WHAT YOU WILL DO:
If a line below contains "Result", count it. Report the final total and nothing more.

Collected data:
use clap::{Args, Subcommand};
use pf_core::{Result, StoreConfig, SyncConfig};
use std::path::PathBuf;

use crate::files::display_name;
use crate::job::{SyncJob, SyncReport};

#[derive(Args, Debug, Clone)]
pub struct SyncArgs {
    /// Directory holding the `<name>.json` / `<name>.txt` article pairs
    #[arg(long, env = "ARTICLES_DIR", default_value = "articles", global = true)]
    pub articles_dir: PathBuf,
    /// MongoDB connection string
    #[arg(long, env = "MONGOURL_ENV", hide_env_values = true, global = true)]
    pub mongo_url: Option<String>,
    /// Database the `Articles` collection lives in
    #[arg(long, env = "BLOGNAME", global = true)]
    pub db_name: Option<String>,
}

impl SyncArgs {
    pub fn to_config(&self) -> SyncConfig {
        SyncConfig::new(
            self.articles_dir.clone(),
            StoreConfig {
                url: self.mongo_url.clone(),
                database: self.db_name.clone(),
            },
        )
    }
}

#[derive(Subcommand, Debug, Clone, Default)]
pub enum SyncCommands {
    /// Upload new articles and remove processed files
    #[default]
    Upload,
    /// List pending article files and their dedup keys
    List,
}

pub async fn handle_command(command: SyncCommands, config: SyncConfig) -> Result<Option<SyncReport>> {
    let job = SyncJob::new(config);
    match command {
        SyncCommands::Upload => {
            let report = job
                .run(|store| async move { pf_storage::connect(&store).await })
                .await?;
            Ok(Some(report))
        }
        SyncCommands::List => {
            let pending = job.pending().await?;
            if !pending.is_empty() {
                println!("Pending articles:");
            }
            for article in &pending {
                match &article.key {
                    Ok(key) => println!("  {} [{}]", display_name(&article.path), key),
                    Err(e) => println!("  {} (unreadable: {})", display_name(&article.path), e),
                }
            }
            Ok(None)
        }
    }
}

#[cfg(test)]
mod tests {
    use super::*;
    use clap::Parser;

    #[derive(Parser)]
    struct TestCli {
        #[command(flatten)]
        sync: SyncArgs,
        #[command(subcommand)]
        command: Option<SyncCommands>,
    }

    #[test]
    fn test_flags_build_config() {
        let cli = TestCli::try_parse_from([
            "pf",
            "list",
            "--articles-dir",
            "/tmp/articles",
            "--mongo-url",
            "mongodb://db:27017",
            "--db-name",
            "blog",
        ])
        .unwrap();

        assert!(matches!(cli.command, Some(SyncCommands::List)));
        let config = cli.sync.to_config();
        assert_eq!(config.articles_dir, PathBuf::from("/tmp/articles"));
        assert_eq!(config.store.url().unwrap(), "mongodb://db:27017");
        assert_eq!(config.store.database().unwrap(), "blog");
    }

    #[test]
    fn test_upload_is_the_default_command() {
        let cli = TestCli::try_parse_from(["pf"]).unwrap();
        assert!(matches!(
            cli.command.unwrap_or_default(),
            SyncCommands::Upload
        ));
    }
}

PROBLEM SOLUTION:
2